Some pescetarians will tell you that eating seafood is a sort of pathway to a fully meat-free existence. It’s a gateway vegetarian food, by some logic. Well that, I’m sorry to say, is just plain daft. How is eating animals that come from water a halfway stop between eating land animals and being vegetarian? Is the difference between an omnivorous and a vegetarian diet largely about height above sea level? It’s almost charmingly loopy.

Some fish eaters tell me it makes sense to place fish somewhere between animals and vegetables, because fish are thicker (in the limited way we understand intelligence), and don’t feel much pain.

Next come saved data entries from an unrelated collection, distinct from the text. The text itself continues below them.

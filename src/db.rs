use anyhow::{Context, Result};
use chrono::{DateTime, Utc};
use sqlx::postgres::PgPool;
use sqlx::Row;
use tracing::{debug, info};

/// Status a track carries until an admin updates it
pub const DEFAULT_TRACK_STATUS: &str = "В пути";

/// Represents a shipment track in the database
#[derive(Debug, Clone, PartialEq)]
pub struct Track {
    pub id: i64,
    pub code: String,
    /// Telegram id of the user who claimed the track, if anyone has
    pub user_id: Option<i64>,
    pub status: String,
    pub updated_at: DateTime<Utc>,
}

/// Represents a chat user in the database
#[derive(Debug, Clone, PartialEq)]
pub struct User {
    pub user_id: i64,
    pub username: Option<String>,
    pub lang: String,
    pub created_at: DateTime<Utc>,
}

/// Initialize the database schema
pub async fn init_database_schema(pool: &PgPool) -> Result<()> {
    info!("Initializing database schema");

    sqlx::query(
        "CREATE TABLE IF NOT EXISTS tracks (
            id BIGSERIAL PRIMARY KEY,
            code TEXT UNIQUE NOT NULL,
            user_id BIGINT,
            status TEXT NOT NULL DEFAULT 'В пути',
            updated_at TIMESTAMPTZ NOT NULL DEFAULT CURRENT_TIMESTAMP
        )",
    )
    .execute(pool)
    .await
    .context("Failed to create tracks table")?;

    sqlx::query(
        "CREATE TABLE IF NOT EXISTS users (
            user_id BIGINT PRIMARY KEY,
            username TEXT,
            lang VARCHAR(8) NOT NULL DEFAULT 'ru',
            created_at TIMESTAMPTZ NOT NULL DEFAULT CURRENT_TIMESTAMP
        )",
    )
    .execute(pool)
    .await
    .context("Failed to create users table")?;

    sqlx::query("CREATE INDEX IF NOT EXISTS tracks_user_id_idx ON tracks(user_id)")
        .execute(pool)
        .await
        .context("Failed to create tracks user_id index")?;

    info!("Database schema initialized successfully");
    Ok(())
}

/// Create a user row if absent; refresh handle/language when provided.
///
/// Safe to call repeatedly with identical arguments.
pub async fn upsert_user(
    pool: &PgPool,
    user_id: i64,
    username: Option<&str>,
    lang: Option<&str>,
) -> Result<()> {
    debug!(user_id = %user_id, "Upserting user");

    sqlx::query("INSERT INTO users (user_id, username) VALUES ($1, $2) ON CONFLICT (user_id) DO NOTHING")
        .bind(user_id)
        .bind(username)
        .execute(pool)
        .await
        .context("Failed to insert user")?;

    if let Some(lang) = lang {
        sqlx::query("UPDATE users SET lang = $1 WHERE user_id = $2")
            .bind(lang)
            .bind(user_id)
            .execute(pool)
            .await
            .context("Failed to update user language")?;
    }

    if let Some(username) = username {
        sqlx::query("UPDATE users SET username = $1 WHERE user_id = $2")
            .bind(username)
            .bind(user_id)
            .execute(pool)
            .await
            .context("Failed to update username")?;
    }

    Ok(())
}

/// Get a user's stored language, defaulting to Russian for unknown users
pub async fn get_language(pool: &PgPool, user_id: i64) -> Result<String> {
    let row = sqlx::query("SELECT lang FROM users WHERE user_id = $1")
        .bind(user_id)
        .fetch_optional(pool)
        .await
        .context("Failed to get user language")?;

    Ok(row
        .map(|row| row.get::<String, _>(0))
        .unwrap_or_else(|| "ru".to_string()))
}

/// Look up a track by its normalized code
pub async fn find_track(pool: &PgPool, code: &str) -> Result<Option<Track>> {
    let row =
        sqlx::query("SELECT id, code, user_id, status, updated_at FROM tracks WHERE code = $1")
            .bind(code)
            .fetch_optional(pool)
            .await
            .context("Failed to find track")?;

    Ok(row.map(|row| Track {
        id: row.get(0),
        code: row.get(1),
        user_id: row.get(2),
        status: row.get(3),
        updated_at: row.get(4),
    }))
}

/// Attach an owner to a track only if it has none yet.
///
/// A single conditional statement so that two users racing for the same code
/// cannot both win; returns whether this caller became the owner.
pub async fn claim_track(pool: &PgPool, code: &str, user_id: i64) -> Result<bool> {
    let result = sqlx::query("UPDATE tracks SET user_id = $1 WHERE code = $2 AND user_id IS NULL")
        .bind(user_id)
        .bind(code)
        .execute(pool)
        .await
        .context("Failed to claim track")?;

    let claimed = result.rows_affected() > 0;
    if claimed {
        debug!(user_id = %user_id, code = %code, "Track claimed");
    }
    Ok(claimed)
}

/// List a user's claimed tracks, most recently updated first
pub async fn list_tracks_for_user(pool: &PgPool, user_id: i64) -> Result<Vec<Track>> {
    let rows = sqlx::query(
        "SELECT id, code, user_id, status, updated_at FROM tracks WHERE user_id = $1 ORDER BY updated_at DESC",
    )
    .bind(user_id)
    .fetch_all(pool)
    .await
    .context("Failed to list tracks for user")?;

    Ok(rows
        .into_iter()
        .map(|row| Track {
            id: row.get(0),
            code: row.get(1),
            user_id: row.get(2),
            status: row.get(3),
            updated_at: row.get(4),
        })
        .collect())
}

/// Create or update a track's status, refreshing its timestamp.
///
/// An existing owner is preserved when `user_id` is `None`. Returns the
/// effective owner so the caller can push a status notification.
pub async fn upsert_track_status(
    pool: &PgPool,
    code: &str,
    status: &str,
    user_id: Option<i64>,
) -> Result<Option<i64>> {
    let row = sqlx::query(
        "INSERT INTO tracks (code, status, user_id) VALUES ($1, $2, $3)
         ON CONFLICT (code) DO UPDATE SET
             status = EXCLUDED.status,
             user_id = COALESCE(tracks.user_id, EXCLUDED.user_id),
             updated_at = CURRENT_TIMESTAMP
         RETURNING user_id",
    )
    .bind(code)
    .bind(status)
    .bind(user_id)
    .fetch_one(pool)
    .await
    .context("Failed to upsert track status")?;

    Ok(row.get(0))
}

/// Delete a track; returns whether a row existed
pub async fn delete_track(pool: &PgPool, code: &str) -> Result<bool> {
    let result = sqlx::query("DELETE FROM tracks WHERE code = $1")
        .bind(code)
        .execute(pool)
        .await
        .context("Failed to delete track")?;

    Ok(result.rows_affected() > 0)
}

/// Insert codes that are not present yet, with the default status.
///
/// Each code is one insert-if-absent statement; duplicates (in the batch or in
/// the table) are skipped without aborting the rest. Returns how many rows
/// were actually inserted.
pub async fn bulk_insert_tracks(pool: &PgPool, codes: &[String]) -> Result<u64> {
    let mut inserted = 0u64;

    for code in codes {
        let result =
            sqlx::query("INSERT INTO tracks (code) VALUES ($1) ON CONFLICT (code) DO NOTHING")
                .bind(code)
                .execute(pool)
                .await
                .with_context(|| format!("Failed to insert track {}", code))?;
        inserted += result.rows_affected();
    }

    info!(
        inserted = inserted,
        submitted = codes.len(),
        "Bulk track insert completed"
    );
    Ok(inserted)
}

/// Count all tracks
pub async fn count_tracks(pool: &PgPool) -> Result<i64> {
    let row = sqlx::query("SELECT COUNT(*) FROM tracks")
        .fetch_one(pool)
        .await
        .context("Failed to count tracks")?;
    Ok(row.get(0))
}

/// Count all users
pub async fn count_users(pool: &PgPool) -> Result<i64> {
    let row = sqlx::query("SELECT COUNT(*) FROM users")
        .fetch_one(pool)
        .await
        .context("Failed to count users")?;
    Ok(row.get(0))
}

/// List every known user id, for broadcast delivery
pub async fn list_user_ids(pool: &PgPool) -> Result<Vec<i64>> {
    let rows = sqlx::query("SELECT user_id FROM users")
        .fetch_all(pool)
        .await
        .context("Failed to list user ids")?;

    Ok(rows.into_iter().map(|row| row.get(0)).collect())
}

That’s a pretty sweeping statement to make about marine life. Even researchers on the topic aren’t too sure about a sardine’s chances against his octopus opponent when it comes to Sudoko, what with octopus being fairly famous for performing canine-level party tricks. Our food world is complicated, compromised, and damn tricky to navigate. But we get closer to good decisions when we call a spade a spade. And so we should call a fish an animal. Even the dof ones.

Are you sure the red-meat issues around beef don’t apply to that crimson, iron-rich piece of tuna sashimi?

The other problem with this category-based logic is that, much of the time, a seafood diet includes a whole lot more than fish, prawns and anything else in the pesce category. Much fishery by-catch involves marine birds, turtles, porpoises, and dolphins. These animals may not be on our plate, but they’re sure as hell part of the meal.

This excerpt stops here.